- About this exercise -
What do the entries below say? Restate them word for word.

- Stored data -
──────
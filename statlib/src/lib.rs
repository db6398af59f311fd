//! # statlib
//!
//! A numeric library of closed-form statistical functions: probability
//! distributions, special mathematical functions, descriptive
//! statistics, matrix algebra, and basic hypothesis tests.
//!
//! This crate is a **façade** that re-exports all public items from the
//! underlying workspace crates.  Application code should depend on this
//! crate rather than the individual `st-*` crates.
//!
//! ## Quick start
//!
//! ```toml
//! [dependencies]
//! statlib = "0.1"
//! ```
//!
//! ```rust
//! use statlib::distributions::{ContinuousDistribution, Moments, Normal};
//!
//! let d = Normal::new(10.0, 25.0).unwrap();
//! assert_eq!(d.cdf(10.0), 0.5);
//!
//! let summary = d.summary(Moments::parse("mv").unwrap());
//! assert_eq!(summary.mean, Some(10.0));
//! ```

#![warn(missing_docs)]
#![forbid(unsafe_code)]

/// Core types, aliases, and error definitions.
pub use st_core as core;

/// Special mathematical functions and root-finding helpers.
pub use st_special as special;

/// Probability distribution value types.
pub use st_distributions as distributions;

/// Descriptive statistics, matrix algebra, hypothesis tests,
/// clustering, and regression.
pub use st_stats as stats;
──────
- Finished exercise -
filename statlib/src/lib.rs
repository db6398af59f311fd
//! # statlib
//!
//! A numeric library of closed-form statistical functions: probability
//! distributions, special mathematical functions, descriptive
//! statistics, matrix algebra, and basic hypothesis tests.
//!
//! This crate is a **façade** that re-exports all public items from the
//! underlying workspace crates.  Application code should depend on this
//! crate rather than the individual `st-*` crates.
//!
//! ## Quick start
//!
//! ```toml
//! [dependencies]
//! statlib = "0.1"
//! ```
//!
//! ```rust
//! use statlib::distributions::{ContinuousDistribution, Moments, Normal};
//!
//! let d = Normal::new(10.0, 25.0).unwrap();
//! assert_eq!(d.cdf(10.0), 0.5);
//!
//! let summary = d.summary(Moments::parse("mv").unwrap());
//! assert_eq!(summary.mean, Some(10.0));
//! ```

#![warn(missing_docs)]
#![forbid(unsafe_code)]

/// Core types, aliases, and error definitions.
pub use st_core as core;

/// Special mathematical functions and root-finding helpers.
pub use st_special as special;

/// Probability distribution value types.
pub use st_distributions as distributions;

/// Descriptive statistics, matrix algebra, hypothesis tests,
/// clustering, and regression.
pub use st_stats as stats;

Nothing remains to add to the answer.